## TASK GOAL
Copy each line from the entries that the word "digits" appears in.
Segment Start: DATA EXCERPTS
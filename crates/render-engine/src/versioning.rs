//! `v<N>` naming: picking the newest dialogue take and numbering outputs.
//!
//! Voice takes are written as `v1__line.wav`, `v2__line.wav`, ... and rendered
//! chapters as `v1.mp4`, `v2.mp4`, ... in the document's `video_output/`.

use std::path::{Path, PathBuf};
use std::sync::OnceLock;

use regex::Regex;

use pagepan_common::error::{PagepanError, PagepanResult};

/// `v<digits>` at the start of a take name.
fn take_version_re() -> &'static Regex {
    static RE: OnceLock<Regex> = OnceLock::new();
    RE.get_or_init(|| Regex::new(r"^v(\d+)").expect("take version pattern is valid"))
}

/// `v<digits>` anywhere in an output name.
fn output_version_re() -> &'static Regex {
    static RE: OnceLock<Regex> = OnceLock::new();
    RE.get_or_init(|| Regex::new(r"v(\d+)").expect("output version pattern is valid"))
}

fn captured_version(re: &Regex, file_name: &str) -> Option<u32> {
    re.captures(file_name)?.get(1)?.as_str().parse().ok()
}

/// Leading `v<digits>` number of a file name, if any.
pub fn version_prefix(file_name: &str) -> Option<u32> {
    captured_version(take_version_re(), file_name)
}

fn has_extension(path: &Path, ext: &str) -> bool {
    path.extension()
        .and_then(|e| e.to_str())
        .is_some_and(|e| e.eq_ignore_ascii_case(ext))
}

fn file_name_of(path: &Path) -> &str {
    path.file_name().and_then(|n| n.to_str()).unwrap_or_default()
}

/// The newest `.wav` take in `dir`.
///
/// Takes are ranked by their `v<N>` prefix; files without one count as
/// version 0. Ties go to the lexicographically last name.
pub fn latest_take(dir: &Path) -> PagepanResult<PathBuf> {
    if !dir.is_dir() {
        return Err(PagepanError::FileNotFound {
            path: dir.to_path_buf(),
        });
    }

    let mut best: Option<(u32, PathBuf)> = None;
    for entry in std::fs::read_dir(dir)? {
        let path = entry?.path();
        if !path.is_file() || !has_extension(&path, "wav") {
            continue;
        }
        let version = version_prefix(file_name_of(&path)).unwrap_or(0);
        let better = match &best {
            None => true,
            Some((v, p)) => (version, file_name_of(&path)) > (*v, file_name_of(p)),
        };
        if better {
            best = Some((version, path));
        }
    }

    best.map(|(_, path)| path).ok_or_else(|| {
        PagepanError::document(format!("No .wav audio in {}", dir.display()))
    })
}

/// Next free output version in `dir`: one past the highest `v<N>*.mp4`.
///
/// A missing directory has no versions yet, so the first render is `v1`.
pub fn next_version(dir: &Path) -> PagepanResult<u32> {
    if !dir.is_dir() {
        return Ok(1);
    }

    let mut highest = 0;
    for entry in std::fs::read_dir(dir)? {
        let path = entry?.path();
        let name = file_name_of(&path);
        if !name.starts_with('v') || !has_extension(&path, "mp4") {
            continue;
        }
        if let Some(v) = captured_version(output_version_re(), name) {
            highest = highest.max(v);
        }
    }
    highest.checked_add(1).ok_or_else(|| {
        PagepanError::config(format!(
            "No output version left after v{highest} in {}",
            dir.display()
        ))
    })
}

/// Output file name for a version (`v3.mp4`).
pub fn output_file_name(version: u32) -> String {
    format!("v{version}.mp4")
}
Segment End: DATA EXCERPTS
## ANSWER FOR THE TASK
/// `v<digits>` at the start of a take name.
/// `v<digits>` anywhere in an output name.
/// Leading `v<digits>` number of a file name, if any.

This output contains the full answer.